I Married a Jew
- Author: Gretchen Lewis
- Language: English
- Genre: Autobiography
- Published in: The Atlantic
- Publication date: January 1939
- Media type: Print

= I Married a Jew =

1939 essay

"I Married a Jew" is an essay by Gretchen Lewis published in The Atlantic in the January 1939 issue. It discusses her marriage to a Jewish man, referred to as Ben in the article. Herself being a Christian White American of German descent, she describes her marriage as an interracial marriage. The article also discusses the assimilation of Jews and other minorities into a white American mainstream culture. She writes that she frequently tries "to see things from the Nazis' point of view," to "the hurt confusion" of her Jewish husband.

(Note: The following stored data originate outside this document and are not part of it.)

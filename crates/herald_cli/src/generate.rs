//! The `herald generate` command
//!
//! Parses the command line into `GeneratorOptions`, runs the pipeline
//! and prints the collected diagnostics plus a one-line summary.
//! Warnings never change the exit status; only fatal generator errors
//! do.

use anyhow::{bail, Context, Result};
use herald_docgen::{Generator, GeneratorOptions};
use std::path::PathBuf;
use std::time::Duration;

/// Run the generate command with the given arguments
pub fn run(args: &[String]) -> Result<()> {
    if args.iter().any(|a| a == "--help" || a == "-h") {
        print_usage();
        return Ok(());
    }

    let options = parse(args)?;
    let output_dir = options.output_dir.clone();

    let report = Generator::new(options)
        .run()
        .context("documentation generation failed")?;

    report.diagnostics.print();
    report.diagnostics.print_summary();

    println!(
        "Generated {} event document(s) and {} schema document(s) in {}",
        report.event_count,
        report.schema_count,
        output_dir.display()
    );

    Ok(())
}

fn parse(args: &[String]) -> Result<GeneratorOptions> {
    let mut options = GeneratorOptions::default();
    let mut boundary_tokens: Vec<String> = Vec::new();

    let mut i = 0;
    while i < args.len() {
        match args[i].as_str() {
            "--out" | "-o" => {
                options.output_dir = PathBuf::from(value(args, i, "--out")?);
                i += 2;
            }
            "--templates" | "-t" => {
                options.template_dir = Some(PathBuf::from(value(args, i, "--templates")?));
                i += 2;
            }
            "--docs" => {
                options.docs_paths.push(PathBuf::from(value(args, i, "--docs")?));
                i += 2;
            }
            "--sidebar" => {
                options.sidebar_file = value(args, i, "--sidebar")?.to_string();
                i += 2;
            }
            "--source-base" => {
                options.source_link_base = Some(value(args, i, "--source-base")?.to_string());
                i += 2;
            }
            "--boundary-token" => {
                boundary_tokens.push(value(args, i, "--boundary-token")?.to_string());
                i += 2;
            }
            "--timeout-secs" => {
                let raw = value(args, i, "--timeout-secs")?;
                let secs: u64 = raw
                    .parse()
                    .with_context(|| format!("invalid --timeout-secs value: {}", raw))?;
                options.load_timeout = Duration::from_secs(secs);
                i += 2;
            }
            arg if !arg.starts_with('-') => {
                options.module_paths.push(PathBuf::from(arg));
                i += 1;
            }
            _ => {
                bail!("unknown flag: {}", args[i]);
            }
        }
    }

    if !boundary_tokens.is_empty() {
        options.boundary_tokens = boundary_tokens;
    }
    if options.module_paths.is_empty() {
        bail!("no module manifests given; pass one or more *.module.json paths");
    }

    Ok(options)
}

fn value<'a>(args: &'a [String], i: usize, flag: &str) -> Result<&'a str> {
    match args.get(i + 1) {
        Some(v) => Ok(v.as_str()),
        None => bail!("{} requires a value", flag),
    }
}

fn print_usage() {
    println!("Usage: herald generate [OPTIONS] <MODULE>...");
    println!();
    println!("Options:");
    println!("  -o, --out <DIR>            Output directory (default: docs)");
    println!("  -t, --templates <DIR>      Custom template directory");
    println!("      --docs <FILE>          Extra documentation file (repeatable)");
    println!("      --sidebar <FILE>       Navigation manifest file name (default: sidebar.json)");
    println!("      --source-base <URL>    Base URL for contract source links");
    println!("      --boundary-token <T>   Namespace boundary token (repeatable; default: contracts, events)");
    println!("      --timeout-secs <N>     Per-module load deadline in seconds (default: 30)");
}
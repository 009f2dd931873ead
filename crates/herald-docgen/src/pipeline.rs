//! Generator pipeline
//!
//! Ties the stages together: load each module into its own scope,
//! discover events, accumulate shared schemas, render everything in
//! memory, then write the whole output set in one pass. Rendering
//! before writing means a fatal error part-way through a run never
//! leaves a half-written documentation tree behind.

use crate::classify::collect_complex_types;
use crate::diagnostics::{Diagnostic, DiagnosticsCollector, HeraldError, HeraldResult};
use crate::discover::{describe_schema, discover_events, EventMetadata, SchemaMetadata, EVENT_TOPIC_MARKER};
use crate::doclookup::{companion_docs_path, FileDocs};
use crate::loader::{load_module, DEFAULT_LOAD_TIMEOUT};
use crate::render::TemplateRenderer;
use crate::sidebar;
use crate::slug::{event_file_name, schema_file_name};
use indexmap::IndexMap;
use std::collections::HashSet;
use std::fs;
use std::path::PathBuf;
use std::time::Duration;

/// Subdirectory of the output tree holding schema documents
pub const SCHEMAS_DIR: &str = "schemas";

/// Default navigation manifest file name
pub const DEFAULT_SIDEBAR_FILE: &str = "sidebar.json";

/// Everything configurable about one generator run
#[derive(Debug, Clone)]
pub struct GeneratorOptions {
    /// Module manifest files to document, in input order
    pub module_paths: Vec<PathBuf>,
    /// Extra documentation files beyond the per-module companions
    pub docs_paths: Vec<PathBuf>,
    /// Root of the generated documentation tree
    pub output_dir: PathBuf,
    /// Navigation manifest file name, relative to the output root
    pub sidebar_file: String,
    /// Directory of custom template overrides
    pub template_dir: Option<PathBuf>,
    /// Base URL for "view source" links; omitted when unset
    pub source_link_base: Option<String>,
    /// Namespace segments treated as contract boundaries when deriving
    /// domains and navigation sections
    pub boundary_tokens: Vec<String>,
    /// Assumed string payload length in bytes
    pub average_string_length: u64,
    /// Assumed collection element count
    pub nominal_collection_length: u64,
    /// Per-module load deadline
    pub load_timeout: Duration,
}

impl Default for GeneratorOptions {
    fn default() -> Self {
        Self {
            module_paths: Vec::new(),
            docs_paths: Vec::new(),
            output_dir: PathBuf::from("docs"),
            sidebar_file: DEFAULT_SIDEBAR_FILE.to_string(),
            template_dir: None,
            source_link_base: None,
            boundary_tokens: vec!["contracts".to_string(), "events".to_string()],
            average_string_length: 20,
            nominal_collection_length: 4,
            load_timeout: DEFAULT_LOAD_TIMEOUT,
        }
    }
}

/// Outcome of a completed run
#[derive(Debug)]
pub struct GenerateReport {
    /// Number of event documents written
    pub event_count: usize,
    /// Number of schema documents written
    pub schema_count: usize,
    /// Every file written, output root first
    pub files_written: Vec<PathBuf>,
    /// Warnings and info collected along the way
    pub diagnostics: DiagnosticsCollector,
}

/// The documentation generator
pub struct Generator {
    options: GeneratorOptions,
}

impl Generator {
    /// Create a generator for one set of options
    pub fn new(options: GeneratorOptions) -> Self {
        Self { options }
    }

    /// Run the full pipeline and write the documentation tree
    pub fn run(&self) -> HeraldResult<GenerateReport> {
        if self.options.module_paths.is_empty() {
            return Err(HeraldError::NoInputModules);
        }

        let mut diagnostics = DiagnosticsCollector::new();

        let (renderer, template_warnings) =
            TemplateRenderer::new(self.options.template_dir.as_deref())?;
        for warning in template_warnings {
            diagnostics.warning(warning);
        }

        let docs = self.load_docs(&mut diagnostics);

        // path relative to output root -> rendered content
        let mut pending: Vec<(PathBuf, String)> = Vec::new();
        let mut all_events: Vec<EventMetadata> = Vec::new();
        let mut schemas: IndexMap<String, SchemaMetadata> = IndexMap::new();
        let mut event_files: HashSet<String> = HashSet::new();

        // Per-module failure isolation: a module that cannot be loaded
        // is skipped with a warning, and the run fails only when no
        // module at all could be processed. A module path that does
        // not exist stays fatal.
        let mut processed = 0usize;
        let mut first_failure: Option<HeraldError> = None;

        for path in &self.options.module_paths {
            let loaded = match load_module(path, self.options.load_timeout) {
                Ok(loaded) => loaded,
                Err(e @ HeraldError::ModuleNotFound(_)) => return Err(e),
                Err(e) => {
                    diagnostics.warning(format!(
                        "module {} could not be loaded and was skipped: {}",
                        path.display(),
                        e
                    ));
                    if first_failure.is_none() {
                        first_failure = Some(e);
                    }
                    continue;
                }
            };
            processed += 1;
            let module = loaded.scope.root().to_string();
            for warning in &loaded.warnings {
                diagnostics.add(Diagnostic::warning(warning.clone()).in_module(&module));
            }

            let events = discover_events(&loaded.scope, &self.options, &docs, &mut diagnostics);
            diagnostics.add(
                Diagnostic::info(format!("{} event(s) discovered", events.len()))
                    .in_module(&module),
            );

            // Schemas referenced by this module's events, described while
            // the scope is still alive
            let mut module_decls = IndexMap::new();
            for decl in loaded.scope.root_types() {
                if decl.marker(EVENT_TOPIC_MARKER).is_some() {
                    collect_complex_types(
                        &decl.properties,
                        loaded.scope.registry(),
                        &mut module_decls,
                    );
                }
            }
            for (clean, decl) in &module_decls {
                if !schemas.contains_key(clean) {
                    let schema = describe_schema(decl, clean.clone(), &loaded.scope, &docs);
                    schemas.insert(clean.clone(), schema);
                }
            }

            for event in events {
                let file = event_file_name(&event.name);
                if !event_files.insert(file.clone()) {
                    diagnostics.add(
                        Diagnostic::warning(format!(
                            "event '{}' produces the file name '{}' already used by another event; overwriting",
                            event.qualified_name, file
                        ))
                        .in_module(&module),
                    );
                }
                let content = renderer.render_event(&event, &self.options)?;
                pending.push((PathBuf::from(file), content));
                all_events.push(event);
            }
        }

        if processed == 0 {
            if let Some(e) = first_failure {
                return Err(e);
            }
        }

        let mut schema_list: Vec<SchemaMetadata> = schemas.into_values().collect();
        schema_list.sort_by(|a, b| a.clean_name.cmp(&b.clean_name));

        for schema in &schema_list {
            let content = renderer.render_schema(schema, &self.options)?;
            let file = PathBuf::from(SCHEMAS_DIR).join(schema_file_name(&schema.clean_name));
            pending.push((file, content));
        }

        let tree = sidebar::build_sidebar(&all_events, &schema_list, &self.options);
        pending.push((
            PathBuf::from(&self.options.sidebar_file),
            sidebar::to_json(&tree)?,
        ));

        let files_written = self.write_all(&pending)?;

        Ok(GenerateReport {
            event_count: all_events.len(),
            schema_count: schema_list.len(),
            files_written,
            diagnostics,
        })
    }

    /// Load every documentation source: companions of the input modules
    /// first, then explicitly supplied files
    fn load_docs(&self, diagnostics: &mut DiagnosticsCollector) -> FileDocs {
        let mut paths: Vec<PathBuf> = self
            .options
            .module_paths
            .iter()
            .map(|p| companion_docs_path(p))
            .collect();
        paths.extend(self.options.docs_paths.iter().cloned());

        let (docs, warnings) = FileDocs::load_all(&paths);
        for warning in warnings {
            diagnostics.warning(warning);
        }
        docs
    }

    fn write_all(&self, pending: &[(PathBuf, String)]) -> HeraldResult<Vec<PathBuf>> {
        let root = &self.options.output_dir;
        fs::create_dir_all(root)?;

        let mut written = Vec::with_capacity(pending.len());
        for (relative, content) in pending {
            let target = root.join(relative);
            if let Some(parent) = target.parent() {
                fs::create_dir_all(parent)?;
            }
            fs::write(&target, content)?;
            written.push(target);
        }
        Ok(written)
    }
}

The essay became the subject of extensive commentary after The Atlantic published its archive on the Internet in 2008, leading to the article's rediscovery and going viral. The commentary focused on the topics of white privilege and the prejudices in America at the time, and pointed out her naïveté and the fact that "the author, a liberal-minded young woman, manages nonetheless to be spectacularly wrong about just about everything." Jonathan Chait wrote that "she tries to take a balanced, blame-both-sides-equally approach to the anti-Semitism issue" and called her "the world's first recorded Shiksplainer," a portmanteau of two disparaging terms: the Yiddish shiksa, meaning a non-Jewish woman or girl, and mansplainer. Olga Khazan wrote that the "tone-deaf" article serves as a cautionary tale against Islamophobia today, and noted that it "echoes current conversations about European Muslim identity."